━━━━━ PROVIDED RECORDS ━━━━━

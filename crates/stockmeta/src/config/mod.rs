pub mod loader;
pub mod schema;

pub use loader::{default_config_path, load_config, load_config_from_str};
pub use schema::{BatchConfig, Config, ServiceConfig, ServicesConfig};
//! Rolling per-service request timings.
//!
//! Each service keeps the most recent [`MAX_TIMING_SAMPLES`] durations.
//! Nothing is persisted; the tracker starts empty on every process start.

use std::collections::{HashMap, VecDeque};
use std::time::Duration;

use serde::Serialize;

use crate::generation::Service;

/// Upper bound on retained samples per service.
pub const MAX_TIMING_SAMPLES: usize = 1000;

/// Statistics computed over one service's retained samples.
#[derive(Debug, Clone, Copy, PartialEq, Eq, Serialize)]
#[serde(rename_all = "camelCase")]
pub struct TimingSnapshot {
    /// Newest sample.
    pub current: Duration,
    /// Sample recorded before `current`, if any.
    pub last: Option<Duration>,
    pub average: Duration,
    pub max: Duration,
    pub samples: usize,
}

#[derive(Debug, Default)]
struct Series {
    samples: VecDeque<Duration>,
}

impl Series {
    fn push(&mut self, sample: Duration) {
        if self.samples.len() == MAX_TIMING_SAMPLES {
            self.samples.pop_front();
        }
        self.samples.push_back(sample);
    }

    fn snapshot(&self) -> Option<TimingSnapshot> {
        let current = *self.samples.back()?;
        let n = self.samples.len();
        let last = if n >= 2 {
            self.samples.get(n - 2).copied()
        } else {
            None
        };
        let sum: Duration = self.samples.iter().sum();
        let max = self.samples.iter().max().copied().unwrap_or_default();
        Some(TimingSnapshot {
            current,
            last,
            average: sum / n as u32,
            max,
            samples: n,
        })
    }
}

/// Per-service bounded timing buffers.
#[derive(Debug, Default)]
pub struct TimingTracker {
    series: HashMap<Service, Series>,
}

impl TimingTracker {
    pub fn new() -> Self {
        Self::default()
    }

    /// Appends a sample and returns the updated statistics for the service.
    pub fn record(&mut self, service: Service, sample: Duration) -> TimingSnapshot {
        let series = self.series.entry(service).or_default();
        series.push(sample);
        // A series that was just pushed to is never empty.
        series.snapshot().unwrap_or(TimingSnapshot {
            current: sample,
            last: None,
            average: sample,
            max: sample,
            samples: 1,
        })
    }

    pub fn snapshot(&self, service: Service) -> Option<TimingSnapshot> {
        self.series.get(&service).and_then(Series::snapshot)
    }

    pub fn reset(&mut self) {
        self.series.clear();
    }
}

#[cfg(test)]
mod tests {
    use super::*;

    fn ms(n: u64) -> Duration {
        Duration::from_millis(n)
    }

    #[test]
    fn test_empty_tracker() {
        let tracker = TimingTracker::new();
        assert!(tracker.snapshot(Service::Gemini).is_none());
    }

    #[test]
    fn test_record_computes_stats() {
        let mut tracker = TimingTracker::new();
        tracker.record(Service::Gemini, ms(100));
        tracker.record(Service::Gemini, ms(300));
        let snap = tracker.record(Service::Gemini, ms(200));

        assert_eq!(snap.current, ms(200));
        assert_eq!(snap.last, Some(ms(300)));
        assert_eq!(snap.average, ms(200));
        assert_eq!(snap.max, ms(300));
        assert_eq!(snap.samples, 3);
    }

    #[test]
    fn test_services_are_separate() {
        let mut tracker = TimingTracker::new();
        tracker.record(Service::Gemini, ms(100));
        let snap = tracker.record(Service::OpenAi, ms(900));
        assert_eq!(snap.samples, 1);
        assert_eq!(snap.last, None);
        assert_eq!(tracker.snapshot(Service::Gemini).unwrap().max, ms(100));
    }

    #[test]
    fn test_buffer_is_bounded() {
        let mut tracker = TimingTracker::new();
        tracker.record(Service::OpenAi, ms(5000));
        for _ in 0..MAX_TIMING_SAMPLES {
            tracker.record(Service::OpenAi, ms(10));
        }
        let snap = tracker.snapshot(Service::OpenAi).unwrap();
        assert_eq!(snap.samples, MAX_TIMING_SAMPLES);
        // The 5s outlier has been evicted.
        assert_eq!(snap.max, ms(10));
        assert_eq!(snap.average, ms(10));
    }

    #[test]
    fn test_reset() {
        let mut tracker = TimingTracker::new();
        tracker.record(Service::Gemini, ms(1));
        tracker.reset();
        assert!(tracker.snapshot(Service::Gemini).is_none());
    }
}
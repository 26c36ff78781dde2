//! Shared test utilities for stockmeta integration tests.
//!
//! This module provides:
//! - `TestHarness` with a temp media directory and an in-memory database
//! - Builders for configs, scripted generators and recording sinks

pub mod builders;
pub mod harness;

pub use builders::*;
pub use harness::TestHarness;
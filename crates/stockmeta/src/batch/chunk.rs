//! Splitting a run's file list into fixed-size chunks.

/// Number of chunks needed for `len` items at `size` per chunk.
/// A size of zero is treated as one.
pub fn chunk_count(len: usize, size: usize) -> usize {
    len.div_ceil(size.max(1))
}

/// Splits `items` into consecutive chunks of at most `size` items,
/// preserving order.
pub fn plan_chunks<T: Clone>(items: &[T], size: usize) -> Vec<Vec<T>> {
    items.chunks(size.max(1)).map(<[T]>::to_vec).collect()
}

━━━━━

> TASK DESCRIPTION
Nothing in the listing above may be altered; transcribe all of it.

> WORKED SOLUTION
filename crates/stockmeta/src/config/mod.rs
pub mod loader;
pub mod schema;

pub use loader::{default_config_path, load_config, load_config_from_str};
pub use schema::{BatchConfig, Config, ServiceConfig, ServicesConfig};
//! Rolling per-service request timings.
//!
//! Each service keeps the most recent [`MAX_TIMING_SAMPLES`] durations.
//! Nothing is persisted; the tracker starts empty on every process start.

use std::collections::{HashMap, VecDeque};
use std::time::Duration;

use serde::Serialize;

use crate::generation::Service;

/// Upper bound on retained samples per service.
pub const MAX_TIMING_SAMPLES: usize = 1000;

/// Statistics computed over one service's retained samples.
#[derive(Debug, Clone, Copy, PartialEq, Eq, Serialize)]
#[serde(rename_all = "camelCase")]
pub struct TimingSnapshot {
    /// Newest sample.
    pub current: Duration,
    /// Sample recorded before `current`, if any.
    pub last: Option<Duration>,
    pub average: Duration,
    pub max: Duration,
    pub samples: usize,
}

#[derive(Debug, Default)]
struct Series {
    samples: VecDeque<Duration>,
}

impl Series {
    fn push(&mut self, sample: Duration) {
        if self.samples.len() == MAX_TIMING_SAMPLES {
            self.samples.pop_front();
        }
        self.samples.push_back(sample);
    }

    fn snapshot(&self) -> Option<TimingSnapshot> {
        let current = *self.samples.back()?;
        let n = self.samples.len();
        let last = if n >= 2 {
            self.samples.get(n - 2).copied()
        } else {
            None
        };
        let sum: Duration = self.samples.iter().sum();
        let max = self.samples.iter().max().copied().unwrap_or_default();
        Some(TimingSnapshot {
            current,
            last,
            average: sum / n as u32,
            max,
            samples: n,
        })
    }
}

/// Per-service bounded timing buffers.
#[derive(Debug, Default)]
pub struct TimingTracker {
    series: HashMap<Service, Series>,
}

impl TimingTracker {
    pub fn new() -> Self {
        Self::default()
    }

    /// Appends a sample and returns the updated statistics for the service.
    pub fn record(&mut self, service: Service, sample: Duration) -> TimingSnapshot {
        let series = self.series.entry(service).or_default();
        series.push(sample);
        // A series that was just pushed to is never empty.
        series.snapshot().unwrap_or(TimingSnapshot {
            current: sample,
            last: None,
            average: sample,
            max: sample,
            samples: 1,
        })
    }

    pub fn snapshot(&self, service: Service) -> Option<TimingSnapshot> {
        self.series.get(&service).and_then(Series::snapshot)
    }

    pub fn reset(&mut self) {
        self.series.clear();
    }
}

#[cfg(test)]
mod tests {
    use super::*;

    fn ms(n: u64) -> Duration {
        Duration::from_millis(n)
    }

    #[test]
    fn test_empty_tracker() {
        let tracker = TimingTracker::new();
        assert!(tracker.snapshot(Service::Gemini).is_none());
    }

    #[test]
    fn test_record_computes_stats() {
        let mut tracker = TimingTracker::new();
        tracker.record(Service::Gemini, ms(100));
        tracker.record(Service::Gemini, ms(300));
        let snap = tracker.record(Service::Gemini, ms(200));

        assert_eq!(snap.current, ms(200));
        assert_eq!(snap.last, Some(ms(300)));
        assert_eq!(snap.average, ms(200));
        assert_eq!(snap.max, ms(300));
        assert_eq!(snap.samples, 3);
    }

    #[test]
    fn test_services_are_separate() {
        let mut tracker = TimingTracker::new();
        tracker.record(Service::Gemini, ms(100));
        let snap = tracker.record(Service::OpenAi, ms(900));
        assert_eq!(snap.samples, 1);
        assert_eq!(snap.last, None);
        assert_eq!(tracker.snapshot(Service::Gemini).unwrap().max, ms(100));
    }

    #[test]
    fn test_buffer_is_bounded() {
        let mut tracker = TimingTracker::new();
        tracker.record(Service::OpenAi, ms(5000));
        for _ in 0..MAX_TIMING_SAMPLES {
            tracker.record(Service::OpenAi, ms(10));
        }
        let snap = tracker.snapshot(Service::OpenAi).unwrap();
        assert_eq!(snap.samples, MAX_TIMING_SAMPLES);
        // The 5s outlier has been evicted.
        assert_eq!(snap.max, ms(10));
        assert_eq!(snap.average, ms(10));
    }

    #[test]
    fn test_reset() {
        let mut tracker = TimingTracker::new();
        tracker.record(Service::Gemini, ms(1));
        tracker.reset();
        assert!(tracker.snapshot(Service::Gemini).is_none());
    }
}
repository 26c36ff78781dde2
//! Shared test utilities for stockmeta integration tests.
//!
//! This module provides:
//! - `TestHarness` with a temp media directory and an in-memory database
//! - Builders for configs, scripted generators and recording sinks

pub mod builders;
pub mod harness;

pub use builders::*;
pub use harness::TestHarness;
filename crates/stockmeta/src/batch/chunk.rs
//! Splitting a run's file list into fixed-size chunks.

/// Number of chunks needed for `len` items at `size` per chunk.
/// A size of zero is treated as one.
pub fn chunk_count(len: usize, size: usize) -> usize {
    len.div_ceil(size.max(1))
}

/// Splits `items` into consecutive chunks of at most `size` items,
/// preserving order.
pub fn plan_chunks<T: Clone>(items: &[T], size: usize) -> Vec<Vec<T>> {
    items.chunks(size.max(1)).map(<[T]>::to_vec).collect()
}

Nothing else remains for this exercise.